Skiringssal (Skíringssalr) was the name of a Viking Age hall which stood at a site now known as Huseby, about 1.2 km southwest of the village of Tjøllingvollen in Larvik Municipality in Vestfold county, Norway. It is located in what was the old Viking village of Kaupang, which is about 5 km east of the present-day town of Larvik. By extension, the name also referred to the local bygd, or settlement area, and in the 15th century it was probably used synonymously for the ecclesiastical parish of Tjølling.

Skiringssal is mentioned in several early medieval sources, including the Ynglinga saga, the Fagrskinna and the Sögubrot af nokkrum fornkonungum. The name last occurs in 1445, in the form "Skirisall", in a hospital register from Tønsberg.
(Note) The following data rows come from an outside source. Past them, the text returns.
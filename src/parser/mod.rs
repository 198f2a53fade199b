//! Indentation-based parser for the document language.
//!
//! The parser keeps a stack of open sections keyed by indentation. A line
//! whose indentation drops below the innermost section's level closes that
//! section. List items are collected into per-section buckets which a
//! finishing pass turns into sequences.

mod line;

use indexmap::IndexMap;
use thiserror::Error;

use crate::document::{Mapping, Node};
use line::Line;

pub(crate) use line::is_numeric;

#[derive(Debug, Error)]
#[non_exhaustive]
pub enum ParseError {
    #[error("invalid indentation at line {line}: no enclosing section")]
    IndentationUnderflow { line: usize },
}

/// Parses document source into an intermediate tree.
///
/// The result is a mapping unless list items were attached to the root
/// itself, in which case the root becomes a sequence.
pub fn parse(source: &str) -> Result<Node, ParseError> {
    let mut stack = vec![Frame {
        indent: -1,
        key: String::new(),
        section: Section::default(),
    }];

    for (index, raw) in source.lines().enumerate() {
        let trimmed = raw.trim();
        if trimmed.is_empty() || is_skipped(trimmed) {
            continue;
        }

        let indent = count_indent(raw);
        close_sections(&mut stack, indent, index + 1)?;
        let Some(line) = line::classify(trimmed) else {
            continue;
        };

        let current = match stack.last_mut() {
            Some(frame) => &mut frame.section,
            None => return Err(ParseError::IndentationUnderflow { line: index + 1 }),
        };

        match line {
            Line::Section { key } => {
                // Reserve the key's position now; the section is filled in
                // when its frame closes.
                current
                    .entries
                    .insert(key.clone(), Entry::Section(Section::default()));
                stack.push(Frame {
                    indent: indent + 1,
                    key,
                    section: Section::default(),
                });
            }
            Line::ListItem(item) => current.attach(item),
            Line::Assign { key, value } => {
                current.entries.insert(key, Entry::Value(value));
            }
        }
    }

    close_sections(&mut stack, 0, 0)?;
    match stack.pop() {
        Some(root) => Ok(root.section.finish()),
        None => Err(ParseError::IndentationUnderflow { line: 0 }),
    }
}

/// Comments, header lines and document separators produce nothing.
fn is_skipped(trimmed: &str) -> bool {
    trimmed.starts_with('#') || trimmed.starts_with('%') || trimmed.starts_with("---")
}

/// Counts leading spaces and tabs; a tab is one unit.
fn count_indent(line: &str) -> isize {
    line.chars().take_while(|c| *c == ' ' || *c == '\t').count() as isize
}

/// Pops every frame opened deeper than `indent`, folding each into its
/// parent.
fn close_sections(stack: &mut Vec<Frame>, indent: isize, line: usize) -> Result<(), ParseError> {
    while stack.last().is_some_and(|top| indent < top.indent) {
        let Some(frame) = stack.pop() else { break };
        let Some(parent) = stack.last_mut() else {
            return Err(ParseError::IndentationUnderflow { line });
        };
        parent
            .section
            .entries
            .insert(frame.key, Entry::Section(frame.section));
    }
    Ok(())
}

#[derive(Debug)]
struct Frame {
    indent: isize,
    key: String,
    section: Section,
}

#[derive(Debug, Default)]
struct Section {
    entries: IndexMap<String, Entry>,
    bucket: Option<Bucket>,
}

#[derive(Debug)]
enum Entry {
    Value(Node),
    Section(Section),
}

/// Pending list items for a section.
#[derive(Debug)]
struct Bucket {
    items: Vec<Node>,
    /// Number of entries when the bucket was opened; while it still equals
    /// `entries.len()` the bucket is the section's most recent key.
    position: usize,
}

/// Where a list item lands, decided from the section's current state.
#[derive(Debug, PartialEq, Eq)]
enum ListTarget {
    /// The section is already acting as a list: its bucket is the most
    /// recent key.
    Sequence,
    /// The most recent key holds a section; the item goes into that
    /// section's bucket.
    PendingSection(String),
    /// The item goes into this section's own bucket.
    Own,
}

impl Section {
    fn list_target(&self) -> ListTarget {
        if self
            .bucket
            .as_ref()
            .is_some_and(|bucket| bucket.position == self.entries.len())
        {
            return ListTarget::Sequence;
        }
        match self.entries.last() {
            Some((key, Entry::Section(_))) => ListTarget::PendingSection(key.clone()),
            _ => ListTarget::Own,
        }
    }

    fn attach(&mut self, item: Node) {
        match self.list_target() {
            ListTarget::PendingSection(key) => {
                if let Some(Entry::Section(nested)) = self.entries.get_mut(&key) {
                    nested.push_item(item);
                }
            }
            ListTarget::Sequence | ListTarget::Own => self.push_item(item),
        }
    }

    fn push_item(&mut self, item: Node) {
        let position = self.entries.len();
        self.bucket
            .get_or_insert_with(|| Bucket {
                items: Vec::new(),
                position,
            })
            .items
            .push(item);
    }

    /// A section holding a bucket becomes that sequence, replacing its
    /// other entries; otherwise it becomes a mapping.
    fn finish(self) -> Node {
        if let Some(bucket) = self.bucket {
            return Node::Sequence(bucket.items);
        }
        let mapping: Mapping = self
            .entries
            .into_iter()
            .map(|(key, entry)| {
                let node = match entry {
                    Entry::Value(node) => node,
                    Entry::Section(section) => section.finish(),
                };
                (key, node)
            })
            .collect();
        Node::Mapping(mapping)
    }
}
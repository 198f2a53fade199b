//! Loader for WAFL, an indentation-based configuration format with imports,
//! tags, expressions, conditional list items and schema validation.
//!
//! ```no_run
//! use wafl::Config;
//!
//! let loaded = Config::builder().with_file("config/app.wafl").load()?;
//! println!("{}", serde_json::to_string_pretty(&loaded.config).unwrap_or_default());
//! # Ok::<(), wafl::Error>(())
//! ```

pub mod config;
pub mod context;
pub mod document;
pub mod expr;
pub mod parser;
pub mod schema;
pub mod tags;
mod error;

pub use config::{Config, ConfigError, Env, FileSystem, Loaded, Metadata, OsFileSystem};
pub use context::EvalContext;
pub use document::{merge, Mapping, Node};
pub use error::Error;
pub use schema::SchemaError;
pub use tags::{TagContext, TagError, TagRegistry};
use indexmap::IndexMap;
use tracing::trace;

use crate::document::Node;

/// Environment visible to expressions as `$ENV.NAME`.
///
/// Built once at the call boundary, either from explicit values or as a
/// snapshot of the process environment, and never consulted again.
#[derive(Debug, Clone, Default, PartialEq)]
pub struct Env {
    vars: IndexMap<String, Node>,
}

impl Env {
    /// Creates an empty environment.
    pub fn new() -> Self {
        Self::default()
    }

    /// Snapshots the process environment.
    ///
    /// Values stay strings exactly as set, except `true`/`false` (any case)
    /// which become booleans so flags work in conditions. Variables whose
    /// name or value is not valid UTF-8 are skipped.
    pub fn from_process() -> Self {
        Self::from_vars(std::env::vars_os().filter_map(|(key, value)| {
            match (key.into_string(), value.into_string()) {
                (Ok(key), Ok(value)) => Some((key, value)),
                (key, _) => {
                    trace!(key = ?key, "skipping non UTF-8 environment variable");
                    None
                }
            }
        }))
    }

    /// Builds an environment from raw string pairs, coercing like
    /// [`from_process`](Self::from_process).
    pub fn from_vars<I, K, V>(vars: I) -> Self
    where
        I: IntoIterator<Item = (K, V)>,
        K: Into<String>,
        V: AsRef<str>,
    {
        vars.into_iter()
            .map(|(key, value)| (key.into(), coerce_value(value.as_ref())))
            .collect()
    }

    /// Adds or replaces a variable, builder style.
    pub fn with(mut self, key: impl Into<String>, value: impl Into<Node>) -> Self {
        self.set(key, value);
        self
    }

    pub fn set(&mut self, key: impl Into<String>, value: impl Into<Node>) {
        self.vars.insert(key.into(), value.into());
    }

    pub fn get(&self, key: &str) -> Option<&Node> {
        self.vars.get(key)
    }

    pub fn len(&self) -> usize {
        self.vars.len()
    }

    pub fn is_empty(&self) -> bool {
        self.vars.is_empty()
    }
}

impl FromIterator<(String, Node)> for Env {
    fn from_iter<I: IntoIterator<Item = (String, Node)>>(iter: I) -> Self {
        Self {
            vars: iter.into_iter().collect(),
        }
    }
}

fn coerce_value(s: &str) -> Node {
    if s.eq_ignore_ascii_case("true") {
        return Node::Bool(true);
    }
    if s.eq_ignore_ascii_case("false") {
        return Node::Bool(false);
    }
    Node::String(s.to_string())
}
This and other documents from earlier in the 15th-century associate Skiringssal with locations in the parish of Tjølling.

Archaeological excavations at Huseby have shown that a large hall was built there in the mid-8th century and went out of use by about 900. Excavations at Kaupang, near the shoreline south-west of Tjølling, have shown that this was the location of a trading place from about 800 to the late 10th century. The hall at Huseby may have been established by the first Norwegian members of the Yngling dynasty, the trading place at Kaupang would have been established and continued under the control of the chieftain at Huseby, and Tjølling probably began as a site for public assemblies, or things, a role which it continued to play in the 16th century.

==Etymology==
The Old Norse place-name "Skíringssalr" comprises two elements, skíring and salr. Salr denotes "a major banqueting hall, a king’s or a chieftain’s hall": in Scandinavian place-names it is also found in "Oðinssalr", "Sala" and "Uppsala". The element skíring is of uncertain meaning, though several meanings have been suggested. In the early 20th century Oluf Rygh suggested that there may have been a pagan god whose name was Skíringr, probably formed from the Old Norse adjective skírr, with the meaning "clear, pure, bright, light", combined with a suffix -ing, after whom Skíringssalr may have been named, following the model of Oðinssalr, which includes the name of the pagan god Odin; Gustav Storm suggested that Skiringr may have been an alternative name for the pagan god Freyr; and Sophus Bugge suggested that Skíringr compounded skírr with Ing, the eponymous hero of Tacitus' Ingvaeones and of the Ynglings.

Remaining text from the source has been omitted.